Wednesday, February 28, 2007

Baby talk

Guess what! We're not pregnant. We're two cycles through the Fertility Awareness Method and not a fetus in sight.

What I can say is that NFP has truly been transformative in the way we think about childbearing. I was reminded of this for a couple reasons; once during my Augustine class. We are reading Confessions and Gus is sharing with the reader the time in his life when he was in a starter marriage to a concubine. He was sexually faithful to her for 18 years, they lived together and had a child. For all intents and purposes, it was a marriage but he goes on to say this in Book IV:

"This experience taught me at first hand what a difference there is between a marriage contracted for the purpose of founding a family, and a relationship of love charged with carnal desire in which children may be born even against a parents' wishes -- though once they are born one cannot help loving them."

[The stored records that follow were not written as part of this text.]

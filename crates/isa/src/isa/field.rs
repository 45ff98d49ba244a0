//! Operand fields and the field record.
//!
//! A [`FieldRecord`] is the structured middle form between mnemonic text
//! and the binary instruction word: three opcode slots plus a closed,
//! enum-indexed set of named unsigned operand values. The closed [`Field`]
//! enum replaces an open string-keyed map; the generic name/value view
//! exists only at the mnemonic-table boundary ([`Field::name`] /
//! [`Field::from_name`]). Width checking happens at the bit-packing
//! chokepoint, not here: a record may briefly hold an out-of-range value,
//! but it can never be encoded.

use crate::isa::op::Op;

/// A named operand or descriptor field of the vector engine.
#[derive(Debug, Clone, Copy, PartialEq, Eq, Hash)]
#[repr(usize)]
pub enum Field {
    /// First source register.
    Rs,
    /// Second source register.
    Rt,
    /// Destination register.
    Rd,
    /// 16-bit immediate (rendered signed in text).
    Imm,
    /// Memory offset in 64-byte units.
    Offset,
    /// Signed branch offset in instruction counts.
    BranchOff,
    /// Element data-type tag.
    Dtype,
    /// Immediate-form flag on arithmetic instructions.
    HasImm,
    /// Upper-half mode flag on plain memory instructions.
    UpperHalf,
    /// 16-bit-integer mode flag on plain memory instructions.
    Int16,
    /// Dual-load flag.
    DualLoad,
    /// Raw configuration payload (bases, factors, format select).
    Payload,
    /// GLB descriptor stride.
    Stride,
    /// GLB descriptor cluster mask.
    ClusterMask,
    /// GLB descriptor bank mask.
    BankMask,
    /// GLB descriptor broadcast bits.
    Broadcast,
    /// GLB descriptor channel-broadcast flag (Gen2 only).
    ChanBroadcast,
    /// AAI enable flag.
    AaiEnable,
    /// AAI burst length.
    AaiLength,
    /// AAI address stride.
    AaiStride,
    /// Hardware loop iteration count.
    Count,
    /// Register-file bank index.
    Bank,
    /// Configuration selector operand of an indirect config write.
    Selector,
}

/// Number of distinct fields; sizes the record's value table.
pub const FIELD_COUNT: usize = 23;

/// Every field, in declaration order. Used to iterate a record's
/// populated fields.
pub const ALL_FIELDS: [Field; FIELD_COUNT] = [
    Field::Rs,
    Field::Rt,
    Field::Rd,
    Field::Imm,
    Field::Offset,
    Field::BranchOff,
    Field::Dtype,
    Field::HasImm,
    Field::UpperHalf,
    Field::Int16,
    Field::DualLoad,
    Field::Payload,
    Field::Stride,
    Field::ClusterMask,
    Field::BankMask,
    Field::Broadcast,
    Field::ChanBroadcast,
    Field::AaiEnable,
    Field::AaiLength,
    Field::AaiStride,
    Field::Count,
    Field::Bank,
    Field::Selector,
];

impl Field {
    /// Canonical text name, used only at the mnemonic-table boundary.
    pub const fn name(self) -> &'static str {
        match self {
            Self::Rs => "rs",
            Self::Rt => "rt",
            Self::Rd => "rd",
            Self::Imm => "imm",
            Self::Offset => "offset",
            Self::BranchOff => "branch_off",
            Self::Dtype => "dtype",
            Self::HasImm => "has_imm",
            Self::UpperHalf => "upper_half",
            Self::Int16 => "int16",
            Self::DualLoad => "dual_load",
            Self::Payload => "payload",
            Self::Stride => "stride",
            Self::ClusterMask => "cluster_mask",
            Self::BankMask => "bank_mask",
            Self::Broadcast => "broadcast",
            Self::ChanBroadcast => "chan_broadcast",
            Self::AaiEnable => "aai_enable",
            Self::AaiLength => "aai_length",
            Self::AaiStride => "aai_stride",
            Self::Count => "count",
            Self::Bank => "bank",
            Self::Selector => "selector",
        }
    }

    /// Inverse of [`Field::name`].
    pub fn from_name(name: &str) -> Option<Self> {
        ALL_FIELDS.iter().copied().find(|f| f.name() == name)
    }

    /// True for fields whose 16-bit value is rendered as a signed
    /// integer in mnemonic text.
    pub const fn is_signed(self) -> bool {
        matches!(self, Self::Imm | Self::BranchOff)
    }
}

/// The structured form of one instruction.
///
/// Value type with no shared ownership; cloning a record (or any
/// container of records) yields a fully independent copy.
#[derive(Debug, Clone, PartialEq, Eq, Default)]
pub struct FieldRecord {
    /// Primary operation.
    pub op: Option<Op>,
    /// Fused compute half, when present.
    pub op2: Option<Op>,
    /// Fused store half, when present.
    pub op3: Option<Op>,
    values: [Option<u32>; FIELD_COUNT],
}

impl FieldRecord {
    /// Creates an empty record.
    pub const fn new() -> Self {
        Self {
            op: None,
            op2: None,
            op3: None,
            values: [None; FIELD_COUNT],
        }
    }

    /// Creates a record with only the primary operation populated.
    pub const fn with_op(op: Op) -> Self {
        let mut rec = Self::new();
        rec.op = Some(op);
        rec
    }

    /// Stores a field value, replacing any previous value.
    pub const fn set(&mut self, field: Field, value: u32) -> &mut Self {
        self.values[field as usize] = Some(value);
        self
    }

    /// Returns the stored value for `field`, if populated.
    pub const fn get(&self, field: Field) -> Option<u32> {
        self.values[field as usize]
    }

    /// Returns the stored value for `field`, or zero.
    ///
    /// Decode populates every field its class declares, so a zero
    /// default is only reachable for fields a class treats as
    /// irrelevant.
    pub const fn get_or_zero(&self, field: Field) -> u32 {
        match self.values[field as usize] {
            Some(v) => v,
            None => 0,
        }
    }

    /// Iterates over the populated `(field, value)` pairs in
    /// declaration order.
    pub fn fields(&self) -> impl Iterator<Item = (Field, u32)> + '_ {
        ALL_FIELDS
            .iter()
            .filter_map(|&f| self.values[f as usize].map(|v| (f, v)))
    }
}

These first two months have been a transition from the latter to the former. When I completed my first post-marriage cycle we were both so relieved! We talked about putting "a star on our chart" and how we were proud of being so careful.

This month things have been a little different. It started out with the fact that my mensis would begin a little later than usual because of a plane trip I took to a conference in D.C. Because of the trip, I ovulated about three days later than usual. The rule with NFP is that, if you are still having high temperatures three days after your leutal cycle ends (which is very consistent and not affected by stress, sickness, planes, etc) then you are most likely pregnant.

Jake and I were talking about this the night before I thought I would start mensis. I said, "but if I don't get my period by Thursday, we're probably pregnant." We both paused for a second but the conversation ended. The next day, indeed I found I had not conceived. When we "debriefed" the experience Jacob told me that the night before he'd had a dream about a baby in our lives. He remembers feeling completely at peace.

While there was still a sense of relief, this month I think we also feel a slight sense of sadness. For all the will-be-grandmothers in the house, fear not. We definitely still feel relieved! But I think we are coming to a sense of the awe of the gift, of how precious it is to bear the image of God in your bodies and wonderous it is to be fully in the grasp of that potential. Perhaps, though, the greatest gift of all is that peace Jacob felt, the peace that transcends fear and want and falls helplessly into the arms of our creator. What a gift indeed.